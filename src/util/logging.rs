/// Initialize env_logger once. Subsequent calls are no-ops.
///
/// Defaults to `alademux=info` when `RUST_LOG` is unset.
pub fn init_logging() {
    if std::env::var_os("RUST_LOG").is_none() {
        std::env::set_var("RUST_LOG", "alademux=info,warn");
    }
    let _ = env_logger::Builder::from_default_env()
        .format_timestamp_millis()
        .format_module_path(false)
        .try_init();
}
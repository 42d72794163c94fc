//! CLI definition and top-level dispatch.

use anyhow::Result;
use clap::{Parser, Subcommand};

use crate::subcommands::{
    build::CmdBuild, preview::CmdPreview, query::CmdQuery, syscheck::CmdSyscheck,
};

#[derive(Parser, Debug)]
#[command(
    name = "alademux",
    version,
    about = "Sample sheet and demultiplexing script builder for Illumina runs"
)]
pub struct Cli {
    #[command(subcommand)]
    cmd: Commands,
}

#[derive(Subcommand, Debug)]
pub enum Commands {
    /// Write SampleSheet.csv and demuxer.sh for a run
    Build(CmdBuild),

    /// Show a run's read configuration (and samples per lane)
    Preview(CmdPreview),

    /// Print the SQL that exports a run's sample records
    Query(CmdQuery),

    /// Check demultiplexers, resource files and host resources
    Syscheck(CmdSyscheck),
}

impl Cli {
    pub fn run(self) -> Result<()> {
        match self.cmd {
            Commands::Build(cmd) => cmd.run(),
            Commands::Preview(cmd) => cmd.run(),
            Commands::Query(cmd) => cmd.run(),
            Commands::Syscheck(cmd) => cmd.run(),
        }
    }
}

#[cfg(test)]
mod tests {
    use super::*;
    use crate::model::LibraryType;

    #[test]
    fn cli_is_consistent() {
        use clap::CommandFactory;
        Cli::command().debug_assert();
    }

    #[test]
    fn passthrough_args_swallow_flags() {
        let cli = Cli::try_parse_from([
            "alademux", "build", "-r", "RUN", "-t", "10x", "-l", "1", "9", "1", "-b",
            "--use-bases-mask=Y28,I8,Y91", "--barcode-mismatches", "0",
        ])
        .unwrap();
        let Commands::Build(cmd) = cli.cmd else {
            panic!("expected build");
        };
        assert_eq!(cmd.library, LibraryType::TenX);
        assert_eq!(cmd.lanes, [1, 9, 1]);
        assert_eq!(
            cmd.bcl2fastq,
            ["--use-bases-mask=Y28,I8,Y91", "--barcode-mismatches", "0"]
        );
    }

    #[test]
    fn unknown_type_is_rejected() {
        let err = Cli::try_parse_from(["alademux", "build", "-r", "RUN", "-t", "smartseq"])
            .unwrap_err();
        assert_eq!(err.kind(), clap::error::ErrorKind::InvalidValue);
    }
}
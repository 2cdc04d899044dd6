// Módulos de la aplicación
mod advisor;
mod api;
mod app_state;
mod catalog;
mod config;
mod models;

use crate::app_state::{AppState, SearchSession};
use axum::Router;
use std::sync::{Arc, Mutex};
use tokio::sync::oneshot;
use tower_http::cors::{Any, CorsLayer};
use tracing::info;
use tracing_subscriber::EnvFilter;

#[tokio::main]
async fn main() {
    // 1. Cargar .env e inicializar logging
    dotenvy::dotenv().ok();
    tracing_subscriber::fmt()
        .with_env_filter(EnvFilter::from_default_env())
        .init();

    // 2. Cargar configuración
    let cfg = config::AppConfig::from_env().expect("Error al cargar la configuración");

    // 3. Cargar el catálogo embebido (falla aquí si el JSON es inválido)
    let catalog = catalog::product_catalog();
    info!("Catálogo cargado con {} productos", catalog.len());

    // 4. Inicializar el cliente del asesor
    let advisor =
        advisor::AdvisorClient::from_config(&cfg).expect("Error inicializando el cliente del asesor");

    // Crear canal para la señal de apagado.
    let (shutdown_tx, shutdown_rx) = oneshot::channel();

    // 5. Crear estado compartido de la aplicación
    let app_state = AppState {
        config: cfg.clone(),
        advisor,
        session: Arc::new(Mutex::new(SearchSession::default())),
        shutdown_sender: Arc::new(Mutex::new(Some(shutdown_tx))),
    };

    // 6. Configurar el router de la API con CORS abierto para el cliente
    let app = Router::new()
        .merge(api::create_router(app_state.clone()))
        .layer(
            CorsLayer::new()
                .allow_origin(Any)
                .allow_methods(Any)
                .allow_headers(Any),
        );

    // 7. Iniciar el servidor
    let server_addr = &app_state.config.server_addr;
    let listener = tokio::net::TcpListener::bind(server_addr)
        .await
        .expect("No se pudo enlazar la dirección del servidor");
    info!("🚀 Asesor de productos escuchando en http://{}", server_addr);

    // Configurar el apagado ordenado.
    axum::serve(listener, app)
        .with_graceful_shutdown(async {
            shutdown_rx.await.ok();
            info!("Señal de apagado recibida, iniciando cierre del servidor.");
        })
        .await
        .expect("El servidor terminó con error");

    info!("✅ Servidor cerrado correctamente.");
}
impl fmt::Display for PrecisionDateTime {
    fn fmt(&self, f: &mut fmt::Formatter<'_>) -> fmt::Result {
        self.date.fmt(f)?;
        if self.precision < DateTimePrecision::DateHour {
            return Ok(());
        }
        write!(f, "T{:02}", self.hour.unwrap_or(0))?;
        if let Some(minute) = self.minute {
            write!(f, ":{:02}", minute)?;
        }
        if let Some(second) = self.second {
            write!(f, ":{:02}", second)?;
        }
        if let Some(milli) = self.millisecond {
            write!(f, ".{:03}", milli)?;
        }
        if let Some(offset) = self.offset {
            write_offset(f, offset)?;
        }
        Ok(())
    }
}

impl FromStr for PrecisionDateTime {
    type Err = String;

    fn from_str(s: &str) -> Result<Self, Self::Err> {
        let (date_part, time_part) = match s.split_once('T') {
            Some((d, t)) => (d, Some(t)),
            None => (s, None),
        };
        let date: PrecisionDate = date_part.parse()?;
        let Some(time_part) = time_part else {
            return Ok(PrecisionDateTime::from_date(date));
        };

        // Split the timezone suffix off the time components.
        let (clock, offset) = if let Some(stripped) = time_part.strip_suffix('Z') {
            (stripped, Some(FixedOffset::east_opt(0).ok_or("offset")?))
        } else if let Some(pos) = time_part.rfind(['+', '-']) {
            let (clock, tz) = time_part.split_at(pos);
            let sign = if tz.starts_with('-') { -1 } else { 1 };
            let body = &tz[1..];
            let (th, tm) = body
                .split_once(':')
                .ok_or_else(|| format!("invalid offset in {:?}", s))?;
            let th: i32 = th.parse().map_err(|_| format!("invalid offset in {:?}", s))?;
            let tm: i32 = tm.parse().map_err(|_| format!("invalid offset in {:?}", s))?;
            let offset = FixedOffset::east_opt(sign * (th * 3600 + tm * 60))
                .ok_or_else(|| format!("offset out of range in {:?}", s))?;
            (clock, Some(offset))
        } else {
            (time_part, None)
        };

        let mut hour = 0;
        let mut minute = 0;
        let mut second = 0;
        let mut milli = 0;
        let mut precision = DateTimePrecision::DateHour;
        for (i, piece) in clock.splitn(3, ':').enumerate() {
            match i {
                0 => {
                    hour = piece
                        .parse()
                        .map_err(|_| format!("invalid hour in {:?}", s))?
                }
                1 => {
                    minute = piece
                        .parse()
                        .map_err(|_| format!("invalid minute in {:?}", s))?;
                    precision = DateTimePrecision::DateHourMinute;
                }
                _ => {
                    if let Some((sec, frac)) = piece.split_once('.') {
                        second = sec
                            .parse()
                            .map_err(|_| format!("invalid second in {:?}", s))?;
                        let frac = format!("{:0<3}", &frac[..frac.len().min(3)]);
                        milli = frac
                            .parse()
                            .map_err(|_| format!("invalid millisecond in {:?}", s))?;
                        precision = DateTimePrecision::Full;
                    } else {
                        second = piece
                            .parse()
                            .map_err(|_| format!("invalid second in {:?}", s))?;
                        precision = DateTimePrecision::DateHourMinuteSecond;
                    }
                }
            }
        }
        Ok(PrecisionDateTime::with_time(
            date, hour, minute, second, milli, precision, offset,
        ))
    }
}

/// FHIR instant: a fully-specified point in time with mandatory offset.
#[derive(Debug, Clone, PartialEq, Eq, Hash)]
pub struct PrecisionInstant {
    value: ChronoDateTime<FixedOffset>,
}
========
Exercise prompt:
Out of the data above, give again only the lines starting at the one holding "use axum::Router;" and ending at the one holding "dotenvy::dotenv().ok();", unchanged.

Solution to this problem:
use axum::Router;
use std::sync::{Arc, Mutex};
use tokio::sync::oneshot;
use tower_http::cors::{Any, CorsLayer};
use tracing::info;
use tracing_subscriber::EnvFilter;

#[tokio::main]
async fn main() {
    // 1. Cargar .env e inicializar logging
    dotenvy::dotenv().ok();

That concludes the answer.